▶ **Data**
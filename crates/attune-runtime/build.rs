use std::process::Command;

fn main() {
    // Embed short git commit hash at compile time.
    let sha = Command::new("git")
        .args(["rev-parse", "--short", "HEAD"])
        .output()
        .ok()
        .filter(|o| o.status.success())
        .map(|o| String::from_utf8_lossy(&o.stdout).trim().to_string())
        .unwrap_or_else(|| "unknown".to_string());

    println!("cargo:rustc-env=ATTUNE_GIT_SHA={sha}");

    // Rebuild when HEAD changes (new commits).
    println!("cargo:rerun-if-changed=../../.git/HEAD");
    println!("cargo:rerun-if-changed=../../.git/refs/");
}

==

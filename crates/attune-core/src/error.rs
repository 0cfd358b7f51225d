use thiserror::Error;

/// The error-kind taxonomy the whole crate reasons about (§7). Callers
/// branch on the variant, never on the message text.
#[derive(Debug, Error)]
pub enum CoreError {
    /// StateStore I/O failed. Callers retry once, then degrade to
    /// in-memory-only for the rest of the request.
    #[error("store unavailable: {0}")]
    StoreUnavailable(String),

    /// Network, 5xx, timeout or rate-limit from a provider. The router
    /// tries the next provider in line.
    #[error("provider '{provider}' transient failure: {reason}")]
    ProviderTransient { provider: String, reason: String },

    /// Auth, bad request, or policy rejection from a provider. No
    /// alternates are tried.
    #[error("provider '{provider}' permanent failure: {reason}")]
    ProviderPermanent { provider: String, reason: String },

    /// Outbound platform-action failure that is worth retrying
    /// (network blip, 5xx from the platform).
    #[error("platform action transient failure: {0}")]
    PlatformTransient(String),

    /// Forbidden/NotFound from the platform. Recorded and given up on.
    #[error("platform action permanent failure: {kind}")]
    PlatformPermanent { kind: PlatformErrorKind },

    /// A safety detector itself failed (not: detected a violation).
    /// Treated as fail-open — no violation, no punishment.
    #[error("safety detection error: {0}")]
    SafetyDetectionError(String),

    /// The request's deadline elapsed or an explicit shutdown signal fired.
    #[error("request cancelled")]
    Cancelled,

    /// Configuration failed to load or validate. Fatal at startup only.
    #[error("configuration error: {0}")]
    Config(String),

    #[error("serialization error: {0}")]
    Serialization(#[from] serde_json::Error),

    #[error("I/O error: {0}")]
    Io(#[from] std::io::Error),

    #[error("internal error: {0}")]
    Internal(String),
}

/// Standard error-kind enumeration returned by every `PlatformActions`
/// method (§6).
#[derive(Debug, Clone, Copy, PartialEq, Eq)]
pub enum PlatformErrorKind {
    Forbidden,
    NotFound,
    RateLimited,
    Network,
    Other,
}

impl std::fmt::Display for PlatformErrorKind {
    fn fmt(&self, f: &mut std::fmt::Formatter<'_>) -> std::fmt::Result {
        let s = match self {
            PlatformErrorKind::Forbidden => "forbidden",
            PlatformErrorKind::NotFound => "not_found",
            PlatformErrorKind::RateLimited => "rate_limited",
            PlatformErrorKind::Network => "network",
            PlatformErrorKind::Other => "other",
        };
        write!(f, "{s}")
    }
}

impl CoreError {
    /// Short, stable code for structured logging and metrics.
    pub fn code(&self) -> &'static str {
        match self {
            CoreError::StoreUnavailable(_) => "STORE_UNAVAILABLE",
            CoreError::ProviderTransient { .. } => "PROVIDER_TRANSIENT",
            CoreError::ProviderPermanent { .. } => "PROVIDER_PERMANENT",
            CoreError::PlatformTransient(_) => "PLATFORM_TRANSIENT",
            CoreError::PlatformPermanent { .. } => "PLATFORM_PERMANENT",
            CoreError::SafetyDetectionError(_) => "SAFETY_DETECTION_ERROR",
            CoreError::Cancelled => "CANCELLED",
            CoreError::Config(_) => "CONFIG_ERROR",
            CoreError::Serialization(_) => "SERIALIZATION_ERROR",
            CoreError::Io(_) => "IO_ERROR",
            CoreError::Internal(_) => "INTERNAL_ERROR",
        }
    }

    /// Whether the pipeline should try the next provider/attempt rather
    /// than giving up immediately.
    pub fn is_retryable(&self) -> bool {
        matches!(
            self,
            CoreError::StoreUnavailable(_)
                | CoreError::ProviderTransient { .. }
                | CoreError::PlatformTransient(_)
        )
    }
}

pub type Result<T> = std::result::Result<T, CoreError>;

▶ **Work instruction**
Please go through each line of the data and count those that contain the string "violation"; give that number alone.

▶ **Exercise response**
2